Collected data entries

Content starts

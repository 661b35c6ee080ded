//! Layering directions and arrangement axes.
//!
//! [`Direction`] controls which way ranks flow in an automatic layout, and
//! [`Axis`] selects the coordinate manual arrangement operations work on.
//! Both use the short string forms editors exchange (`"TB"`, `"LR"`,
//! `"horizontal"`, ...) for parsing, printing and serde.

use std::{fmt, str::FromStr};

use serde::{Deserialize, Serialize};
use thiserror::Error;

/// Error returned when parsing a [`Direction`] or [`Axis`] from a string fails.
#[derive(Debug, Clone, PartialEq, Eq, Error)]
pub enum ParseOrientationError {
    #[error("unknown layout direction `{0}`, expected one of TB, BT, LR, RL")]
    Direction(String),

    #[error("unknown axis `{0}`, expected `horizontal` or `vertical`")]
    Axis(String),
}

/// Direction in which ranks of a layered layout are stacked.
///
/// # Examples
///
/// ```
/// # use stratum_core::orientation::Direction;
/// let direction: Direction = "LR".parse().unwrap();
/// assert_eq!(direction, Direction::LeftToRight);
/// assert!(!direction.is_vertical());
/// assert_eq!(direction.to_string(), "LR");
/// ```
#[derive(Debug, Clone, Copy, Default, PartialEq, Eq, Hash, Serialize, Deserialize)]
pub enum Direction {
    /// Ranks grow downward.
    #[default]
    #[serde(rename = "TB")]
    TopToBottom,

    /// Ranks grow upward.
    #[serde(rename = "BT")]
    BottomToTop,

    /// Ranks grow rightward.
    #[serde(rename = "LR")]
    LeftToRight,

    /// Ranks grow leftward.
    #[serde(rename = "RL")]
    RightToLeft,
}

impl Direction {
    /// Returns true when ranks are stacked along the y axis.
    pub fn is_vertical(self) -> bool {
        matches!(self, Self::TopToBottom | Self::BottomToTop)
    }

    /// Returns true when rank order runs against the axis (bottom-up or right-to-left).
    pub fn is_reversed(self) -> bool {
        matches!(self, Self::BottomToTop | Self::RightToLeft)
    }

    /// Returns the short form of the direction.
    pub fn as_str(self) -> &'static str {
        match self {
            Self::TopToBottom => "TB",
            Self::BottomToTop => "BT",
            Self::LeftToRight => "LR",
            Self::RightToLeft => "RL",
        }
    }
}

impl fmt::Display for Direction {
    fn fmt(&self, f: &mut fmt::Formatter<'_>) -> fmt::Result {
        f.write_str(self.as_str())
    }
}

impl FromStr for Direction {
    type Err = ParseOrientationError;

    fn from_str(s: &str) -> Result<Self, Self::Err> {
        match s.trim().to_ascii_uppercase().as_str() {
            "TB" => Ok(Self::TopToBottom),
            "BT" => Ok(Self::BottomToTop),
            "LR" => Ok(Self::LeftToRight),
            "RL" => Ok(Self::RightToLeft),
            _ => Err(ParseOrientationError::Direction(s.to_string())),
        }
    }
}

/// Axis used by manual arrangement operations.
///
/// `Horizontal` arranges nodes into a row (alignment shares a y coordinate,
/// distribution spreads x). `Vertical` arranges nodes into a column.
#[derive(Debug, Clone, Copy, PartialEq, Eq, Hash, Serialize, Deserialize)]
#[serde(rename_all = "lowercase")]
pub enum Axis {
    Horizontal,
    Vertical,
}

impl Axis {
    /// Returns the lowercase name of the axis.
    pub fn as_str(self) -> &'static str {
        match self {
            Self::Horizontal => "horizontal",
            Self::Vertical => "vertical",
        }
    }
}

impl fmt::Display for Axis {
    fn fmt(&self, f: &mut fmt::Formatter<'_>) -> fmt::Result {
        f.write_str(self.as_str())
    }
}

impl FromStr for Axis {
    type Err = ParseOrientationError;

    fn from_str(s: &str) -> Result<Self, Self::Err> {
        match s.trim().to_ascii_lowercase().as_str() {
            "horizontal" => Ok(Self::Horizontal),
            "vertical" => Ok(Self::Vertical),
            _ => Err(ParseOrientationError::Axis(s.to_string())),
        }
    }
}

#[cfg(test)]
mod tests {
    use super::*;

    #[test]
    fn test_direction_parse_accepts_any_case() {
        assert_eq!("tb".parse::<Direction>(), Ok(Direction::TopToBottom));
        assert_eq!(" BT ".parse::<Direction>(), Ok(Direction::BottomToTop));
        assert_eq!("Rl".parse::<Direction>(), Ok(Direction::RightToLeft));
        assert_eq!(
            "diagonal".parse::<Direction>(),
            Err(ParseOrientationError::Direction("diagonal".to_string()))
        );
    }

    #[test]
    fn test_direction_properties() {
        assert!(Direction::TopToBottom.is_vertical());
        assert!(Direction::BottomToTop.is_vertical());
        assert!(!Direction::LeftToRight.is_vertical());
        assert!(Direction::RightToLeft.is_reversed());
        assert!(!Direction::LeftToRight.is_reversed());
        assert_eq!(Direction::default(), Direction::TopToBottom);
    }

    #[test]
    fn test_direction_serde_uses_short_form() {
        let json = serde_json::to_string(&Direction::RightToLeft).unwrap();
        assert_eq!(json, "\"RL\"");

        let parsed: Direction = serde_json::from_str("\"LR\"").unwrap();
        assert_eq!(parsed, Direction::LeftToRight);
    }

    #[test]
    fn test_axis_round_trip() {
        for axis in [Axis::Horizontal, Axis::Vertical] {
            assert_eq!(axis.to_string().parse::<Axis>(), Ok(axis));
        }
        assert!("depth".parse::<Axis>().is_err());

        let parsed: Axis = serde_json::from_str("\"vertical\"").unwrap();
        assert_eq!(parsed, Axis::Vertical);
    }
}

Content ends
Content starts

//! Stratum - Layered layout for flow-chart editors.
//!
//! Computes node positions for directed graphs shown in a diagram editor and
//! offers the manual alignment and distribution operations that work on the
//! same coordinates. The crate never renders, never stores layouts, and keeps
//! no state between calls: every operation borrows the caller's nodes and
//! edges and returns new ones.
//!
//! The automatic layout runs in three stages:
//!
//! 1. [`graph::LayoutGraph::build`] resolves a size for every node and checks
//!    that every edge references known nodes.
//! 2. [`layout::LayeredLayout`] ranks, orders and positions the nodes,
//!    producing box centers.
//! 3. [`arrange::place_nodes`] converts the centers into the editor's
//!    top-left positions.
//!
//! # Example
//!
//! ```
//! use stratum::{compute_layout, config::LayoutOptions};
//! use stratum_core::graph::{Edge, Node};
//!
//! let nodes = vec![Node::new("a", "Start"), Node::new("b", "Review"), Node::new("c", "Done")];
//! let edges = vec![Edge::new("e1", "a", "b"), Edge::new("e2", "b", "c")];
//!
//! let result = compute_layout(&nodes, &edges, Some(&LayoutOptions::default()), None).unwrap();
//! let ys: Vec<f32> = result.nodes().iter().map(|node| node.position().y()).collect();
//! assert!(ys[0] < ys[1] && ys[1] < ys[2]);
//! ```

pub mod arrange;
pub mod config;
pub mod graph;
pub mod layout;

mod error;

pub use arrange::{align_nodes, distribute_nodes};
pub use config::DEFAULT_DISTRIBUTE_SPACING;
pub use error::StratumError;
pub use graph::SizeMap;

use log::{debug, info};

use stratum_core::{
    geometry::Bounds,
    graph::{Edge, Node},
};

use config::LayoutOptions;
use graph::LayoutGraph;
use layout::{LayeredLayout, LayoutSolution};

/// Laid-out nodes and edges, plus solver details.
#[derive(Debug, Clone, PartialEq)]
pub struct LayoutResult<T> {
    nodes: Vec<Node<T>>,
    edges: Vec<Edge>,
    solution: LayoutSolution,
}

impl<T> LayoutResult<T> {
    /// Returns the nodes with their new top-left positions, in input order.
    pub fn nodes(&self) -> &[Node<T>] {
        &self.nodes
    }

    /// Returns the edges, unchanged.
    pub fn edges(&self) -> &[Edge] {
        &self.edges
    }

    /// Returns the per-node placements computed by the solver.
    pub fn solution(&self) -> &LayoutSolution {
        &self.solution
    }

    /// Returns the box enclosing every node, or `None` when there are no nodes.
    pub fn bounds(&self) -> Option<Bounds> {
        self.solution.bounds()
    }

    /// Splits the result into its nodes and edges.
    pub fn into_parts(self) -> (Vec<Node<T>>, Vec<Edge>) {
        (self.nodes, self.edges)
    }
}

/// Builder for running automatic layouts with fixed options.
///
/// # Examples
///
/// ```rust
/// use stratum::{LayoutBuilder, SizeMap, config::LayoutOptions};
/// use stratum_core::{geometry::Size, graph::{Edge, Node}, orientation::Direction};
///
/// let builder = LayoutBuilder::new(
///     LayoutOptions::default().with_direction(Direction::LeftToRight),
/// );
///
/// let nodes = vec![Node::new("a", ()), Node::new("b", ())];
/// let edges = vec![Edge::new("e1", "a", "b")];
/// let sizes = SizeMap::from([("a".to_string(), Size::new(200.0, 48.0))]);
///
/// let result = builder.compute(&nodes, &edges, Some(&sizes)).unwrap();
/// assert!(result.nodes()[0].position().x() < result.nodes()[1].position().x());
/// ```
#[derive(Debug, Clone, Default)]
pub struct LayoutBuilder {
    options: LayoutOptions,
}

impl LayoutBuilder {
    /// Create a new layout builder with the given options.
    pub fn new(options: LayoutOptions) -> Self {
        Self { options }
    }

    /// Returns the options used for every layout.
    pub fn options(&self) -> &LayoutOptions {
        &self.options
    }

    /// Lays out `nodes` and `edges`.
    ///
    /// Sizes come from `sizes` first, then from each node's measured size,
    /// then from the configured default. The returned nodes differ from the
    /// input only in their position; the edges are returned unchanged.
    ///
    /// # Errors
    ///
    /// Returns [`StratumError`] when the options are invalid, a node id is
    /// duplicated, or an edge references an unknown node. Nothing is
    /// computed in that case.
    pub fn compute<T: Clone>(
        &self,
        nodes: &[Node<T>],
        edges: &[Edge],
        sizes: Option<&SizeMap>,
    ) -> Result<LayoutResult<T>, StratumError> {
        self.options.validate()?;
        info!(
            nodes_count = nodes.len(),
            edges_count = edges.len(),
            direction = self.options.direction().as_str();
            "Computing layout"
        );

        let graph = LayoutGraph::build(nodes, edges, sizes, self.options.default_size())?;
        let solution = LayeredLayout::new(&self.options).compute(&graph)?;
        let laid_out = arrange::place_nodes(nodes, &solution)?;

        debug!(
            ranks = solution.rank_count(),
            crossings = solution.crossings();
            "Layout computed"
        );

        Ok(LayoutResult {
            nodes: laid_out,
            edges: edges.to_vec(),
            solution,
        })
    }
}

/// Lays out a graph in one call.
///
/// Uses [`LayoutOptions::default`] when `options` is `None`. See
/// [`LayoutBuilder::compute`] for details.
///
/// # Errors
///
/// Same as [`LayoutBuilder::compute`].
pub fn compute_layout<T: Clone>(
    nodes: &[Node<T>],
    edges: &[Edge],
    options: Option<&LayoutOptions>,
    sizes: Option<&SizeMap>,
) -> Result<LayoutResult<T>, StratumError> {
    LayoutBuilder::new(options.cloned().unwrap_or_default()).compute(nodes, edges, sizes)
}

Content ends

**WHAT YOU SHOULD DO:**
Across the data, find each line that has "Some" in it and copy that line.

**RESPONSE:**
//! let result = compute_layout(&nodes, &edges, Some(&LayoutOptions::default()), None).unwrap();
/// let result = builder.compute(&nodes, &edges, Some(&sizes)).unwrap();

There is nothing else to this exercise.